> _Material provided_
//! Command templates with `{{ name }}` placeholders.
//!
//! Substitution is purely textual. A placeholder is either `{{ name }}` or
//! `{{ name | default(value) }}`; anything else between the braces is
//! rejected when the template is parsed.

use crate::vars::{VarScope, render_value};
use std::collections::HashSet;
use thiserror::Error;

/// Errors produced while parsing or rendering a template.
#[derive(Error, Debug, Clone, PartialEq, Eq)]
pub enum TemplateError {
    /// A placeholder references a variable that no scope defines.
    #[error("Unresolved variable '{name}' in template '{template}'")]
    UnresolvedVariable {
        /// Variable name.
        name: String,
        /// Template source.
        template: String,
    },

    /// The template text is not well formed.
    #[error("Malformed template '{template}': {reason}")]
    Malformed {
        /// Template source.
        template: String,
        /// What is wrong with it.
        reason: String,
    },
}

/// A single `{{ ... }}` reference.
#[derive(Debug, Clone, PartialEq, Eq)]
pub struct Placeholder {
    /// Variable name.
    pub name: String,
    /// Literal used when the variable is undefined.
    pub default: Option<String>,
}

#[derive(Debug, Clone, PartialEq, Eq)]
enum Segment {
    Literal(String),
    Placeholder(Placeholder),
}

/// A parsed command template.
#[derive(Debug, Clone, PartialEq, Eq)]
pub struct Template {
    source: String,
    segments: Vec<Segment>,
}

impl Template {
    /// Parses a template string.
    pub fn parse(source: &str) -> Result<Self, TemplateError> {
        let mut segments = Vec::new();
        let mut rest = source;

        while let Some(start) = rest.find("{{") {
            if start > 0 {
                segments.push(Segment::Literal(rest[..start].to_string()));
            }
            let after = &rest[start + 2..];
            let end = after.find("}}").ok_or_else(|| TemplateError::Malformed {
                template: source.to_string(),
                reason: "unterminated '{{'".to_string(),
            })?;
            let placeholder = parse_placeholder(after[..end].trim()).map_err(|reason| {
                TemplateError::Malformed {
                    template: source.to_string(),
                    reason,
                }
            })?;
            segments.push(Segment::Placeholder(placeholder));
            rest = &after[end + 2..];
        }
        if !rest.is_empty() {
            segments.push(Segment::Literal(rest.to_string()));
        }

        Ok(Self {
            source: source.to_string(),
            segments,
        })
    }

    /// Template source text.
    pub fn source(&self) -> &str {
        &self.source
    }

    /// Iterates over the placeholders in order of appearance.
    pub fn placeholders(&self) -> impl Iterator<Item = &Placeholder> {
        self.segments.iter().filter_map(|segment| match segment {
            Segment::Placeholder(p) => Some(p),
            Segment::Literal(_) => None,
        })
    }

    /// Checks that every placeholder can be resolved.
    ///
    /// `pending` holds names that are not in `scope` yet but will be defined
    /// before the template is rendered (for example registered task output).
    pub fn check(&self, scope: &VarScope, pending: &HashSet<String>) -> Result<(), TemplateError> {
        for placeholder in self.placeholders() {
            if placeholder.default.is_none()
                && !scope.contains(&placeholder.name)
                && !pending.contains(&placeholder.name)
            {
                return Err(self.unresolved(&placeholder.name));
            }
        }
        Ok(())
    }

    /// Renders the template against `scope`.
    pub fn render(&self, scope: &VarScope) -> Result<String, TemplateError> {
        let mut out = String::with_capacity(self.source.len());
        for segment in &self.segments {
            match segment {
                Segment::Literal(text) => out.push_str(text),
                Segment::Placeholder(p) => match (scope.get(&p.name), &p.default) {
                    (Some(value), _) => out.push_str(&render_value(value)),
                    (None, Some(default)) => out.push_str(default),
                    (None, None) => return Err(self.unresolved(&p.name)),
                },
            }
        }
        Ok(out)
    }

    fn unresolved(&self, name: &str) -> TemplateError {
        TemplateError::UnresolvedVariable {
            name: name.to_string(),
            template: self.source.clone(),
        }
    }
}

/// Parses and renders `source` in one go.
pub fn render(source: &str, scope: &VarScope) -> Result<String, TemplateError> {
    Template::parse(source)?.render(scope)
}

/// Returns `true` if `name` is a valid variable identifier.
pub fn is_identifier(name: &str) -> bool {
    let mut chars = name.chars();
    matches!(chars.next(), Some(c) if c.is_ascii_alphabetic() || c == '_')
        && chars.all(|c| c.is_ascii_alphanumeric() || c == '_')
}

fn parse_placeholder(expr: &str) -> Result<Placeholder, String> {
    let (name, filter) = match expr.split_once('|') {
        Some((name, filter)) => (name.trim(), Some(filter.trim())),
        None => (expr, None),
    };
    if !is_identifier(name) {
        return Err(format!("'{}' is not a variable name", name));
    }

    let default = match filter {
        None => None,
        Some(filter) => {
            let arg = filter
                .strip_prefix("default(")
                .and_then(|s| s.strip_suffix(')'))
                .ok_or_else(|| format!("unsupported filter '{}'", filter))?;
            Some(unquote(arg.trim()).to_string())
        }
    };

    Ok(Placeholder {
        name: name.to_string(),
        default,
    })
}

/// Strips one pair of matching single or double quotes.
pub(crate) fn unquote(s: &str) -> &str {
    for quote in ['\'', '"'] {
        if s.len() >= 2 && s.starts_with(quote) && s.ends_with(quote) {
            return &s[1..s.len() - 1];
        }
    }
    s
}
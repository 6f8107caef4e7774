//! Driver lifecycle management.
//!
//! A run moves through a fixed sequence of states; every transition is
//! checked against [`DriverState::can_transition_to`] and recorded.

use crate::error::{OrchestrationError, Result};
use chrono::{DateTime, Utc};
use serde::Serialize;
use std::fmt;
use tracing::{debug, error};

/// Benchmark phase the driver is executing.
#[derive(Debug, Clone, Copy, PartialEq, Eq, Serialize)]
#[serde(rename_all = "lowercase")]
pub enum RunPhase {
    Server,
    Client,
}

/// Driver execution state.
#[derive(Debug, Clone, Copy, PartialEq, Eq, Serialize)]
#[serde(rename_all = "kebab-case")]
pub enum DriverState {
    /// Nothing has happened yet.
    Idle,
    /// Preflight and `prepare` steps.
    Preparing,
    /// `server` or `client` steps.
    Running(RunPhase),
    /// Pulling artifacts.
    Collecting,
    /// `teardown` steps and stopping detached jobs.
    TearingDown,
    /// Finished; see the report outcome for per-host results.
    Done,
    /// Aborted by a configuration error, critical step or interruption.
    Failed,
}

impl DriverState {
    /// Checks if the driver can move to `to`.
    #[must_use]
    #[allow(clippy::match_same_arms)] // Each arm represents a distinct state transition rule
    pub fn can_transition_to(&self, to: Self) -> bool {
        match (self, to) {
            (Self::Idle, Self::Preparing) => true,
            // Preflight errors fail before anything ran; dry runs end here
            (Self::Preparing, Self::Failed | Self::Done) => true,
            (Self::Preparing, Self::Running(RunPhase::Server)) => true,
            (Self::Running(RunPhase::Server), Self::Running(RunPhase::Client)) => true,
            (Self::Running(RunPhase::Client), Self::Collecting) => true,
            // Aborts skip straight to teardown
            (Self::Preparing | Self::Running(_) | Self::Collecting, Self::TearingDown) => true,
            (Self::TearingDown, Self::Done | Self::Failed) => true,
            _ => false,
        }
    }

    pub fn is_terminal(&self) -> bool {
        matches!(self, Self::Done | Self::Failed)
    }
}

impl fmt::Display for DriverState {
    fn fmt(&self, f: &mut fmt::Formatter<'_>) -> fmt::Result {
        match self {
            Self::Idle => write!(f, "idle"),
            Self::Preparing => write!(f, "preparing"),
            Self::Running(RunPhase::Server) => write!(f, "running(server)"),
            Self::Running(RunPhase::Client) => write!(f, "running(client)"),
            Self::Collecting => write!(f, "collecting"),
            Self::TearingDown => write!(f, "tearing-down"),
            Self::Done => write!(f, "done"),
            Self::Failed => write!(f, "failed"),
        }
    }
}

/// A recorded state change.
#[derive(Debug, Clone, PartialEq, Eq, Serialize)]
pub struct Transition {
    pub state: DriverState,
    pub at: DateTime<Utc>,
}

/// Tracks the driver's state and its history.
#[derive(Debug, Clone)]
pub struct DriverLifecycle {
    state: DriverState,
    history: Vec<Transition>,
}

impl DriverLifecycle {
    pub fn new() -> Self {
        Self {
            state: DriverState::Idle,
            history: vec![Transition {
                state: DriverState::Idle,
                at: Utc::now(),
            }],
        }
    }

    pub fn state(&self) -> DriverState {
        self.state
    }

    pub fn history(&self) -> &[Transition] {
        &self.history
    }

    /// Moves to `to`, returning the previous state.
    pub fn transition(&mut self, to: DriverState) -> Result<DriverState> {
        let from = self.state;
        if !from.can_transition_to(to) {
            error!(from = %from, to = %to, "Invalid state transition");
            return Err(OrchestrationError::InvalidTransition { from, to });
        }
        debug!(from = %from, to = %to, "State transition");
        self.state = to;
        self.history.push(Transition {
            state: to,
            at: Utc::now(),
        });
        Ok(from)
    }
}

impl Default for DriverLifecycle {
    fn default() -> Self {
        Self::new()
    }
}
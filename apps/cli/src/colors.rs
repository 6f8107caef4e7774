//! Status colors for CLI output.
//!
//! The same palette is used for `colored` text and `comfy-table` cells:
//!
//! - Success: Green (#10B981)
//! - Warning: Yellow (#F59E0B)
//! - Error: Red (#EF4444)
//! - Muted: Gray (#9CA3AF)

use colored::Color;
use comfy_table::Color as TableColor;
use fleetbench_orchestrator::{ArtifactStatus, RunOutcome, StepStatus, TaskStatus};

pub const SUCCESS_RGB: (u8, u8, u8) = (16, 185, 129);
pub const WARNING_RGB: (u8, u8, u8) = (245, 158, 11);
pub const ERROR_RGB: (u8, u8, u8) = (239, 68, 68);
pub const MUTED_RGB: (u8, u8, u8) = (156, 163, 175);

/// Severity bucket shared by every status type.
#[derive(Debug, Clone, Copy, PartialEq, Eq)]
pub enum Tone {
    Success,
    Warning,
    Error,
    Muted,
}

impl Tone {
    const fn rgb(self) -> (u8, u8, u8) {
        match self {
            Self::Success => SUCCESS_RGB,
            Self::Warning => WARNING_RGB,
            Self::Error => ERROR_RGB,
            Self::Muted => MUTED_RGB,
        }
    }

    pub fn text(self) -> Color {
        let (r, g, b) = self.rgb();
        Color::TrueColor { r, g, b }
    }

    pub fn cell(self) -> TableColor {
        let (r, g, b) = self.rgb();
        TableColor::Rgb { r, g, b }
    }
}

pub fn task_tone(status: TaskStatus) -> Tone {
    match status {
        TaskStatus::Ok => Tone::Success,
        TaskStatus::Skipped => Tone::Muted,
        TaskStatus::Unreachable | TaskStatus::TimedOut => Tone::Warning,
        TaskStatus::Failed | TaskStatus::Abandoned => Tone::Error,
    }
}

pub fn step_tone(status: StepStatus) -> Tone {
    match status {
        StepStatus::Ok => Tone::Success,
        StepStatus::Failed => Tone::Error,
        StepStatus::NotRun => Tone::Muted,
    }
}

pub fn artifact_tone(status: ArtifactStatus) -> Tone {
    match status {
        ArtifactStatus::Collected => Tone::Success,
        ArtifactStatus::Missing | ArtifactStatus::Unreachable => Tone::Warning,
        ArtifactStatus::Failed => Tone::Error,
    }
}

pub fn outcome_tone(outcome: RunOutcome) -> Tone {
    match outcome {
        RunOutcome::Success => Tone::Success,
        RunOutcome::Partial | RunOutcome::Unreachable => Tone::Warning,
        RunOutcome::CriticalFailure | RunOutcome::Interrupted => Tone::Error,
    }
}
//! Variable scope chains.
//!
//! A [`VarScope`] is an immutable stack of variable layers. Adding variables
//! never mutates an existing scope: [`VarScope::with_layer`] returns a new
//! scope whose head points at the old one, so a scope handed to one task can
//! never observe variables registered by a sibling.

use indexmap::IndexMap;
use serde_json::Value;
use std::fmt;
use std::sync::Arc;

/// Ordered variable mapping as written in inventory and plan files.
pub type Vars = IndexMap<String, Value>;

struct Layer {
    label: String,
    vars: Vars,
    parent: Option<Arc<Layer>>,
}

/// Immutable, cheaply cloneable chain of variable layers.
///
/// Lookups walk from the most recently added layer to the oldest one, so a
/// later layer shadows an earlier one.
#[derive(Clone, Default)]
pub struct VarScope {
    head: Option<Arc<Layer>>,
}

impl VarScope {
    /// Creates an empty scope.
    pub fn new() -> Self {
        Self::default()
    }

    /// Returns a new scope with `vars` layered on top of this one.
    #[must_use]
    pub fn with_layer(&self, label: impl Into<String>, vars: Vars) -> Self {
        Self {
            head: Some(Arc::new(Layer {
                label: label.into(),
                vars,
                parent: self.head.clone(),
            })),
        }
    }

    /// Returns a new scope with a single variable layered on top.
    #[must_use]
    pub fn with_var(&self, label: impl Into<String>, key: impl Into<String>, value: Value) -> Self {
        let mut vars = Vars::new();
        vars.insert(key.into(), value);
        self.with_layer(label, vars)
    }

    /// Looks up a variable, most recent layer first.
    pub fn get(&self, key: &str) -> Option<&Value> {
        let mut layer = self.head.as_deref();
        while let Some(current) = layer {
            if let Some(value) = current.vars.get(key) {
                return Some(value);
            }
            layer = current.parent.as_deref();
        }
        None
    }

    /// Returns `true` if any layer defines `key`.
    pub fn contains(&self, key: &str) -> bool {
        self.get(key).is_some()
    }

    /// Returns the label of the layer that defines `key`, if any.
    pub fn source_of(&self, key: &str) -> Option<&str> {
        let mut layer = self.head.as_deref();
        while let Some(current) = layer {
            if current.vars.contains_key(key) {
                return Some(&current.label);
            }
            layer = current.parent.as_deref();
        }
        None
    }

    /// Number of layers in the chain.
    pub fn depth(&self) -> usize {
        let mut depth = 0;
        let mut layer = self.head.as_deref();
        while let Some(current) = layer {
            depth += 1;
            layer = current.parent.as_deref();
        }
        depth
    }

    /// Collapses the chain into a single mapping with shadowing applied.
    ///
    /// Keys appear in the order they were first introduced, oldest layer first.
    pub fn flatten(&self) -> Vars {
        let mut layers = Vec::new();
        let mut layer = self.head.as_deref();
        while let Some(current) = layer {
            layers.push(current);
            layer = current.parent.as_deref();
        }

        let mut out = Vars::new();
        for current in layers.into_iter().rev() {
            for (key, value) in &current.vars {
                out.insert(key.clone(), value.clone());
            }
        }
        out
    }
}

impl fmt::Debug for VarScope {
    fn fmt(&self, f: &mut fmt::Formatter<'_>) -> fmt::Result {
        f.debug_struct("VarScope")
            .field("depth", &self.depth())
            .field("vars", &self.flatten())
            .finish()
    }
}

/// Renders a variable value the way it is substituted into a command line.
///
/// Strings are inserted verbatim, sequences are joined with single spaces so
/// that a list such as `iodepth: [1, 8, 64]` expands to `1 8 64`, and `null`
/// renders as the empty string.
pub fn render_value(value: &Value) -> String {
    match value {
        Value::Null => String::new(),
        Value::String(s) => s.clone(),
        Value::Bool(b) => b.to_string(),
        Value::Number(n) => n.to_string(),
        Value::Array(items) => items.iter().map(render_value).collect::<Vec<_>>().join(" "),
        Value::Object(_) => value.to_string(),
    }
}
//! Host selectors used by plan steps and artifact specs.

use crate::error::ConfigError;
use serde::{Deserialize, Serialize};
use std::fmt;
use std::str::FromStr;

/// Name of the implicit group containing every host.
pub const ALL_GROUP: &str = "all";

/// Chooses a set of hosts from the inventory.
///
/// Written in plan files as a string: `servers`, `all`, `tag:client`, or a
/// comma-separated union such as `servers,tag:gpu`.
#[derive(Debug, Clone, PartialEq, Eq, Hash, Serialize, Deserialize)]
#[serde(try_from = "String", into = "String")]
pub enum GroupSelector {
    /// Every host, in declaration order.
    All,
    /// A named group, including nested children.
    Group(String),
    /// Hosts carrying a role tag.
    Tag(String),
    /// Union of several selectors, first occurrence wins for ordering.
    Union(Vec<GroupSelector>),
}

impl GroupSelector {
    /// Selects a named group.
    pub fn group(name: impl Into<String>) -> Self {
        let name = name.into();
        if name == ALL_GROUP { Self::All } else { Self::Group(name) }
    }

    fn parse_term(term: &str) -> Result<Self, ConfigError> {
        let term = term.trim();
        if term.is_empty() {
            return Err(ConfigError::InvalidSelector("empty selector".to_string()));
        }
        if let Some(tag) = term.strip_prefix("tag:") {
            let tag = tag.trim();
            if tag.is_empty() {
                return Err(ConfigError::InvalidSelector(term.to_string()));
            }
            return Ok(Self::Tag(tag.to_string()));
        }
        if term.contains(char::is_whitespace) || term.contains(':') {
            return Err(ConfigError::InvalidSelector(term.to_string()));
        }
        Ok(Self::group(term))
    }
}

impl FromStr for GroupSelector {
    type Err = ConfigError;

    fn from_str(s: &str) -> Result<Self, Self::Err> {
        if s.contains(',') {
            let terms = s.split(',').map(Self::parse_term).collect::<Result<Vec<_>, _>>()?;
            Ok(Self::Union(terms))
        } else {
            Self::parse_term(s)
        }
    }
}

impl TryFrom<String> for GroupSelector {
    type Error = ConfigError;

    fn try_from(value: String) -> Result<Self, Self::Error> {
        value.parse()
    }
}

impl From<GroupSelector> for String {
    fn from(selector: GroupSelector) -> Self {
        selector.to_string()
    }
}

impl fmt::Display for GroupSelector {
    fn fmt(&self, f: &mut fmt::Formatter<'_>) -> fmt::Result {
        match self {
            Self::All => write!(f, "{}", ALL_GROUP),
            Self::Group(name) => write!(f, "{}", name),
            Self::Tag(tag) => write!(f, "tag:{}", tag),
            Self::Union(terms) => {
                let parts: Vec<String> = terms.iter().map(ToString::to_string).collect();
                write!(f, "{}", parts.join(","))
            }
        }
    }
}

#[cfg(test)]
mod tests {
    use super::*;

    #[test]
    fn test_parse_selectors() {
        assert_eq!("all".parse::<GroupSelector>().unwrap(), GroupSelector::All);
        assert_eq!(
            "servers".parse::<GroupSelector>().unwrap(),
            GroupSelector::Group("servers".to_string())
        );
        assert_eq!(
            "tag:client".parse::<GroupSelector>().unwrap(),
            GroupSelector::Tag("client".to_string())
        );
        assert_eq!(
            "servers, tag:gpu".parse::<GroupSelector>().unwrap(),
            GroupSelector::Union(vec![
                GroupSelector::Group("servers".to_string()),
                GroupSelector::Tag("gpu".to_string()),
            ])
        );
    }

    #[test]
    fn test_rejects_bad_selectors() {
        assert!("".parse::<GroupSelector>().is_err());
        assert!("tag:".parse::<GroupSelector>().is_err());
        assert!("two words".parse::<GroupSelector>().is_err());
        assert!("servers,".parse::<GroupSelector>().is_err());
    }

    #[test]
    fn test_display_matches_input() {
        for input in ["all", "targets", "tag:server", "servers,tag:gpu"] {
            assert_eq!(input.parse::<GroupSelector>().unwrap().to_string(), input);
        }
    }
}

> _What you need to do_
Report each line of the entries where the word "reason" occurs.

> _Output of the task_
    #[error("Malformed template '{template}': {reason}")]
        reason: String,
                reason: "unterminated '{{'".to_string(),
            let placeholder = parse_placeholder(after[..end].trim()).map_err(|reason| {
                    reason,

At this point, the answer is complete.